G. J. Mathews, P. M. Garnavich (Center for Astrophysics at Notre Dame Univ.), K. Ichiki (NAOJ, Tokyo Univ.), T. Kajino (NAOJ), M. Yahiro (Ryukyus Univ.)

We explore cosmological implications of dark matter as massive particles trapped on a brane embedded in a large Randall-Sundrum noncompact higher dimensional AdS5 space. It is an unavoidable consequence of this currently popular cosmology that massive particles are metastable and can disappear into the bulk dimension. Here, we show that a massive dark matter particle (e.g. the lightest supersymmetric particle) is likely to have the shortest lifetime for disappearing into the bulk.
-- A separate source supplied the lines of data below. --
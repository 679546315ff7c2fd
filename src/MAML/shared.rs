// State shared between a context, its two loops and the application threads.

use super::collective::Collective;
use super::config::Config;
use super::error::Error;
use super::handler::MessageHandler;
use super::mailbox::Mailbox;
use super::stats::MessageStats;
use crate::Transport::{Channel, Transport};
use parking_lot::{Condvar, Mutex, RwLock};
use std::collections::HashMap;
use std::sync::Arc;
use std::time::Duration;

pub(crate) struct Shared {
    pub transport: Arc<dyn Transport>,
    pub config: Config,
    pub outbox: Mailbox,
    pub inbox: Mailbox,
    pub handlers: RwLock<HashMap<Channel, Arc<dyn MessageHandler>>>,
    /// Collectives queued by the application, not yet started.
    pub collectives: Mutex<Vec<Box<dyn Collective>>>,
    pub stats: MessageStats,
    /// Outbox empty and nothing in flight, as last observed by the transport loop.
    flushed: Mutex<bool>,
    flush_changed: Condvar,
    fatal: Mutex<Option<String>>,
}

impl Shared {
    pub fn new(transport: Arc<dyn Transport>, config: Config) -> Self {
        Self {
            transport,
            config,
            outbox: Mailbox::new(),
            inbox: Mailbox::new(),
            handlers: RwLock::new(HashMap::new()),
            collectives: Mutex::new(Vec::new()),
            stats: MessageStats::new(),
            flushed: Mutex::new(true),
            flush_changed: Condvar::new(),
            fatal: Mutex::new(None),
        }
    }

    pub fn handler_for(&self, channel: Channel) -> Option<Arc<dyn MessageHandler>> {
        self.handlers.read().get(&channel).cloned()
    }

    pub fn has_handler(&self, channel: Channel) -> bool {
        self.handlers.read().contains_key(&channel)
    }

    pub fn registered_channels(&self) -> Vec<Channel> {
        self.handlers.read().keys().copied().collect()
    }

    pub fn queued_collectives(&self) -> usize {
        self.collectives.lock().len()
    }

    pub fn stats(&self) -> Option<&MessageStats> {
        self.config.detailed_logging.then_some(&self.stats)
    }

    pub fn mark_unflushed(&self) {
        *self.flushed.lock() = false;
    }

    /// Publishes the flushed state. `in_flight` is whether either pending
    /// table or the running collectives still hold entries; the queues are
    /// checked under the lock so a concurrent send cannot be overwritten.
    pub fn publish_flushed(&self, in_flight: bool) {
        let mut flushed = self.flushed.lock();
        let now = !in_flight && self.outbox.is_empty() && self.queued_collectives() == 0;
        if now != *flushed {
            *flushed = now;
            if now {
                self.flush_changed.notify_all();
            }
        }
    }

    /// Blocks until flushed, a fatal error is recorded, or `timeout` passes.
    /// Returns whether the flushed state was reached.
    pub fn wait_flushed(&self, timeout: Duration) -> bool {
        let mut flushed = self.flushed.lock();
        if !*flushed && self.fatal.lock().is_none() {
            self.flush_changed.wait_for(&mut flushed, timeout);
        }
        *flushed
    }

    pub fn fatal_error(&self) -> Option<String> {
        self.fatal.lock().clone()
    }

    pub fn check_fatal(&self) -> Result<(), Error> {
        match self.fatal_error() {
            Some(reason) => Err(Error::Fatal(reason)),
            None => Ok(()),
        }
    }

    /// Records the first fatal error; later ones are only logged.
    pub fn record_fatal(&self, origin: &'static str, err: &Error) {
        tracing::error!(origin, error = %err, "fatal error in message layer");
        {
            let mut fatal = self.fatal.lock();
            if fatal.is_none() {
                *fatal = Some(format!("{origin}: {err}"));
            }
        }
        let _flushed = self.flushed.lock();
        self.flush_changed.notify_all();
    }

    /// Fatal error raised inside a background loop: no caller to return it
    /// to, so record it and, unless configured otherwise, abort.
    pub fn raise_fatal(&self, origin: &'static str, err: &Error) {
        self.record_fatal(origin, err);
        if self.config.abort_on_fatal {
            std::process::abort();
        }
    }
}
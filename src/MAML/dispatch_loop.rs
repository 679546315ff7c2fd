use super::compression;
use super::error::{Error, Result};
use super::shared::Shared;
use std::sync::Arc;

/// Drains the inbox and hands each message to its channel's handler.
pub(crate) struct DispatchLoop {
    shared: Arc<Shared>,
}

impl DispatchLoop {
    pub fn new(shared: Arc<Shared>) -> Self {
        Self { shared }
    }

    /// Returns whether any message was dispatched.
    pub fn iterate(&self) -> Result<bool> {
        let incoming = self.shared.inbox.drain_all();
        if incoming.is_empty() {
            return Ok(false);
        }

        for mut message in incoming {
            let channel = message.channel().ok_or(Error::Unaddressed {
                channel: None,
                peer: message.peer(),
            })?;
            // Lookup clones the handler out so the registry lock is not held
            // across the call.
            let handler = self
                .shared
                .handler_for(channel)
                .ok_or(Error::NoHandler(channel))?;

            if self.shared.config.compress_messages {
                compression::decompress(&mut message, self.shared.stats())?;
            }
            handler.incoming(message);
        }
        Ok(true)
    }
}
We examine cosmological constraints on this new paradigm and show that disappearing dark matter is consistent (at the 95% confidence level) with all cosmological constraints, i.e. present observations of Type Ia supernovae at the highest redshift, trends in the mass-to-light ratios of galaxy clusters with redshift, the fraction of X-ray emitting gas in rich clusters, and the spectrum of power fluctuations in the cosmic microwave background. A best 2-sigma concordance region is identified corresponding to a mean lifetime for dark matter disappearance of 15 < t < 80 Gyr. The implication of these results for constraining brane-world physics is discussed.